Aim of the exercise:
Find the lines in the records that carry the word "NoVertices". Copy each one.
═══ Extracted records ═══
use super::{BBox, Point3, Tolerance};

/// Errors raised when a mesh cannot be used for sampling or projection.
#[derive(Debug, Clone, PartialEq, thiserror::Error)]
pub enum MeshError {
    /// The mesh has no vertices.
    #[error("mesh has no vertices")]
    NoVertices,

    /// The mesh has no faces.
    #[error("mesh has no faces")]
    NoFaces,

    /// A face does not have 3 or 4 corners.
    #[error("face {face} has {corners} corners, expected 3 or 4")]
    UnsupportedFace { face: usize, corners: usize },

    /// A face references a vertex that does not exist.
    #[error("face {face} references vertex {vertex}, mesh has {vertex_count} vertices")]
    IndexOutOfRange {
        face: usize,
        vertex: u32,
        vertex_count: usize,
    },

    /// A vertex position contains NaN or Inf.
    #[error("vertex {index} has non-finite coordinates")]
    NonFiniteVertex { index: usize },
}

/// Face of a polygon mesh, indices point into [`Mesh::vertices`].
#[derive(Debug, Clone, Copy, PartialEq, Eq)]
pub enum MeshFace {
    Triangle([u32; 3]),
    Quad([u32; 4]),
}

impl MeshFace {
    #[must_use]
    pub fn is_triangle(self) -> bool {
        matches!(self, Self::Triangle(_))
    }

    fn indices(&self) -> &[u32] {
        match self {
            Self::Triangle(idx) => idx,
            Self::Quad(idx) => idx,
        }
    }
}

/// A triangle with resolved corner positions.
#[derive(Debug, Clone, Copy, PartialEq)]
pub struct Triangle3 {
    pub a: Point3,
    pub b: Point3,
    pub c: Point3,
}

impl Triangle3 {
    #[must_use]
    pub const fn new(a: Point3, b: Point3, c: Point3) -> Self {
        Self { a, b, c }
    }

    #[must_use]
    pub fn area(self) -> f64 {
        (self.b - self.a).cross(self.c - self.a).length() * 0.5
    }

    /// Point at barycentric weights `(u, v)` relative to the edges `a→b` and `a→c`.
    #[must_use]
    pub fn point_at(self, u: f64, v: f64) -> Point3 {
        self.a + (self.b - self.a) * u + (self.c - self.a) * v
    }

    /// Exact closest point on the (closed) triangle.
    ///
    /// Walks the Voronoi regions of the vertices and edges before falling back
    /// to the interior projection, so points beyond an edge land on that edge.
    #[must_use]
    pub fn closest_point(self, p: Point3) -> Point3 {
        let ab = self.b - self.a;
        let ac = self.c - self.a;
        let ap = p - self.a;

        let d1 = ab.dot(ap);
        let d2 = ac.dot(ap);
        if d1 <= 0.0 && d2 <= 0.0 {
            return self.a;
        }

        let bp = p - self.b;
        let d3 = ab.dot(bp);
        let d4 = ac.dot(bp);
        if d3 >= 0.0 && d4 <= d3 {
            return self.b;
        }

        let vc = d1 * d4 - d3 * d2;
        if vc <= 0.0 && d1 >= 0.0 && d3 <= 0.0 {
            let denom = d1 - d3;
            if denom.abs() > Tolerance::ZERO_LENGTH.eps {
                return self.a + ab * (d1 / denom);
            }
            return self.a;
        }

        let cp = p - self.c;
        let d5 = ab.dot(cp);
        let d6 = ac.dot(cp);
        if d6 >= 0.0 && d5 <= d6 {
            return self.c;
        }

        let vb = d5 * d2 - d1 * d6;
        if vb <= 0.0 && d2 >= 0.0 && d6 <= 0.0 {
            let denom = d2 - d6;
            if denom.abs() > Tolerance::ZERO_LENGTH.eps {
                return self.a + ac * (d2 / denom);
            }
            return self.a;
        }

        let va = d3 * d6 - d5 * d4;
        if va <= 0.0 && (d4 - d3) >= 0.0 && (d5 - d6) >= 0.0 {
            let denom = (d4 - d3) + (d5 - d6);
            if denom.abs() > Tolerance::ZERO_LENGTH.eps {
                return self.b + (self.c - self.b) * ((d4 - d3) / denom);
            }
            return self.b;
        }

        let sum = va + vb + vc;
        if sum.abs() <= Tolerance::ZERO_LENGTH.eps {
            // Collinear corners: take the nearest edge.
            return closest_on_degenerate(self, p);
        }
        let v = vb / sum;
        let w = vc / sum;
        self.a + ab * v + ac * w
    }
}

fn closest_on_degenerate(tri: Triangle3, p: Point3) -> Point3 {
    let edges = [(tri.a, tri.b), (tri.b, tri.c), (tri.c, tri.a)];
    let mut best = tri.a;
    let mut best_dist = f64::INFINITY;
    for (start, end) in edges {
        let candidate = super::Line3::new(start, end).closest_point(p);
        let dist = candidate.distance_squared_to(p);
        if dist < best_dist {
            best_dist = dist;
            best = candidate;
        }
    }
    best
}

/// Result of a closest-point query against a mesh.
#[derive(Debug, Clone, Copy, PartialEq)]
pub struct MeshClosestPoint {
    pub point: Point3,
    pub face_index: usize,
    pub distance: f64,
}

/// Polygon mesh with triangle and quad faces.
#[derive(Debug, Clone, PartialEq, Default)]
pub struct Mesh {
    pub vertices: Vec<Point3>,
    pub faces: Vec<MeshFace>,
}

impl Mesh {
    #[must_use]
    pub fn new(vertices: Vec<Point3>, faces: Vec<MeshFace>) -> Self {
        Self { vertices, faces }
    }

    /// Build a mesh from raw vertex arrays and index lists as carried by
    /// `Value::Surface`. Faces must have 3 or 4 indices.
    pub fn from_indexed(vertices: &[[f64; 3]], faces: &[Vec<u32>]) -> Result<Self, MeshError> {
        let faces = faces
            .iter()
            .enumerate()
            .map(|(face, idx)| match idx.as_slice() {
                [a, b, c] => Ok(MeshFace::Triangle([*a, *b, *c])),
                [a, b, c, d] => Ok(MeshFace::Quad([*a, *b, *c, *d])),
                other => Err(MeshError::UnsupportedFace {
                    face,
                    corners: other.len(),
                }),
            })
            .collect::<Result<Vec<_>, _>>()?;

        let mesh = Self::new(vertices.iter().copied().map(Point3::from).collect(), faces);
        mesh.validate()?;
        Ok(mesh)
    }

    #[must_use]
    pub fn vertex_count(&self) -> usize {
        self.vertices.len()
    }

    #[must_use]
    pub fn face_count(&self) -> usize {
        self.faces.len()
    }

    pub fn validate(&self) -> Result<(), MeshError> {
        if self.vertices.is_empty() {
            return Err(MeshError::NoVertices);
        }
        if self.faces.is_empty() {
            return Err(MeshError::NoFaces);
        }
        if let Some(index) = self.vertices.iter().position(|v| !v.is_finite()) {
            return Err(MeshError::NonFiniteVertex { index });
        }
        let vertex_count = self.vertices.len();
        for (face, mesh_face) in self.faces.iter().enumerate() {
            if let Some(&vertex) = mesh_face
                .indices()
                .iter()
                .find(|&&v| v as usize >= vertex_count)
            {
                return Err(MeshError::IndexOutOfRange {
                    face,
                    vertex,
                    vertex_count,
                });
            }
        }
        Ok(())
    }

    #[must_use]
    pub fn bbox(&self) -> Option<BBox> {
        BBox::from_points(&self.vertices)
    }

    /// Corner positions of a face. Triangles repeat `C` as their fourth corner.
    ///
    /// # Panics
    ///
    /// Panics when `face_index` is out of range or the face references missing
    /// vertices; call [`Mesh::validate`] first.
    #[must_use]
    pub fn face_corners(&self, face_index: usize) -> [Point3; 4] {
        match self.faces[face_index] {
            MeshFace::Triangle([a, b, c]) => {
                let c = self.vertices[c as usize];
                [self.vertices[a as usize], self.vertices[b as usize], c, c]
            }
            MeshFace::Quad([a, b, c, d]) => [
                self.vertices[a as usize],
                self.vertices[b as usize],
                self.vertices[c as usize],
                self.vertices[d as usize],
            ],
        }
    }

    /// Triangles making up one face; quads split along the `A–C` diagonal.
    #[must_use]
    pub fn face_triangles(&self, face_index: usize) -> Vec<Triangle3> {
        let [a, b, c, d] = self.face_corners(face_index);
        if self.faces[face_index].is_triangle() {
            vec![Triangle3::new(a, b, c)]
        } else {
            vec![Triangle3::new(a, b, c), Triangle3::new(a, c, d)]
        }
    }

    /// Closest point on the mesh surface, searched over every face without a
    /// distance limit. Ties keep the lowest face index.
    pub fn closest_point(&self, p: Point3) -> Result<MeshClosestPoint, MeshError> {
        self.validate()?;

        let mut best: Option<MeshClosestPoint> = None;
        for face_index in 0..self.faces.len() {
            for triangle in self.face_triangles(face_index) {
                let point = triangle.closest_point(p);
                let distance = point.distance_to(p);
                if best.is_none_or(|current| distance < current.distance) {
                    best = Some(MeshClosestPoint {
                        point,
                        face_index,
                        distance,
                    });
                }
            }
        }

        best.ok_or(MeshError::NoFaces)
    }
}

#[cfg(test)]
mod tests {
    use super::{Mesh, MeshError, MeshFace, Triangle3};
    use crate::geom::Point3;

    fn flat_triangle() -> Triangle3 {
        Triangle3::new(
            Point3::new(0.0, 0.0, 0.0),
            Point3::new(2.0, 0.0, 0.0),
            Point3::new(1.0, 2.0, 0.0),
        )
    }

    #[test]
    fn closest_point_projects_interior_points() {
        let p = flat_triangle().closest_point(Point3::new(1.0, 1.0, 1.0));
        assert!(p.distance_to(Point3::new(1.0, 1.0, 0.0)) < 1e-12);
    }

    #[test]
    fn closest_point_snaps_to_edges_and_vertices() {
        let tri = flat_triangle();
        let below = tri.closest_point(Point3::new(1.0, -3.0, 0.5));
        assert!(below.distance_to(Point3::new(1.0, 0.0, 0.0)) < 1e-12);

        let corner = tri.closest_point(Point3::new(-1.0, -1.0, 0.0));
        assert_eq!(corner, tri.a);

        let apex = tri.closest_point(Point3::new(1.0, 5.0, 0.0));
        assert_eq!(apex, tri.c);
    }

    #[test]
    fn from_indexed_accepts_triangles_and_quads() {
        let mesh = Mesh::from_indexed(
            &[
                [0.0, 0.0, 0.0],
                [1.0, 0.0, 0.0],
                [1.0, 1.0, 0.0],
                [0.0, 1.0, 0.0],
            ],
            &[vec![0, 1, 2, 3], vec![0, 1, 2]],
        )
        .unwrap();
        assert_eq!(mesh.faces[0], MeshFace::Quad([0, 1, 2, 3]));
        assert!(mesh.faces[1].is_triangle());
        assert_eq!(mesh.face_triangles(0).len(), 2);
    }

    #[test]
    fn from_indexed_rejects_bad_faces() {
        let err = Mesh::from_indexed(&[[0.0, 0.0, 0.0]], &[vec![0, 1]]).unwrap_err();
        assert_eq!(err, MeshError::UnsupportedFace { face: 0, corners: 2 });

        let err = Mesh::from_indexed(&[[0.0, 0.0, 0.0]], &[vec![0, 1, 2]]).unwrap_err();
        assert!(matches!(err, MeshError::IndexOutOfRange { vertex: 1, .. }));
    }

    #[test]
    fn empty_mesh_has_no_closest_point() {
        let mesh = Mesh::default();
        assert_eq!(mesh.closest_point(Point3::ORIGIN), Err(MeshError::NoVertices));
    }

    #[test]
    fn closest_point_over_quad_mesh() {
        let mesh = Mesh::new(
            vec![
                Point3::new(0.0, 0.0, 0.0),
                Point3::new(4.0, 0.0, 0.0),
                Point3::new(4.0, 4.0, 0.0),
                Point3::new(0.0, 4.0, 0.0),
            ],
            vec![MeshFace::Quad([0, 1, 2, 3])],
        );
        let hit = mesh.closest_point(Point3::new(1.0, 3.0, 2.0)).unwrap();
        assert!(hit.point.distance_to(Point3::new(1.0, 3.0, 0.0)) < 1e-12);
        assert!((hit.distance - 2.0).abs() < 1e-12);
        assert_eq!(hit.face_index, 0);
    }

    #[test]
    fn triangle_area_and_point_at() {
        let tri = flat_triangle();
        assert!((tri.area() - 2.0).abs() < 1e-12);
        assert_eq!(tri.point_at(0.5, 0.0), Point3::new(1.0, 0.0, 0.0));
    }
}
═══
Response area:
    NoVertices,
            return Err(MeshError::NoVertices);
        assert_eq!(mesh.closest_point(Point3::ORIGIN), Err(MeshError::NoVertices));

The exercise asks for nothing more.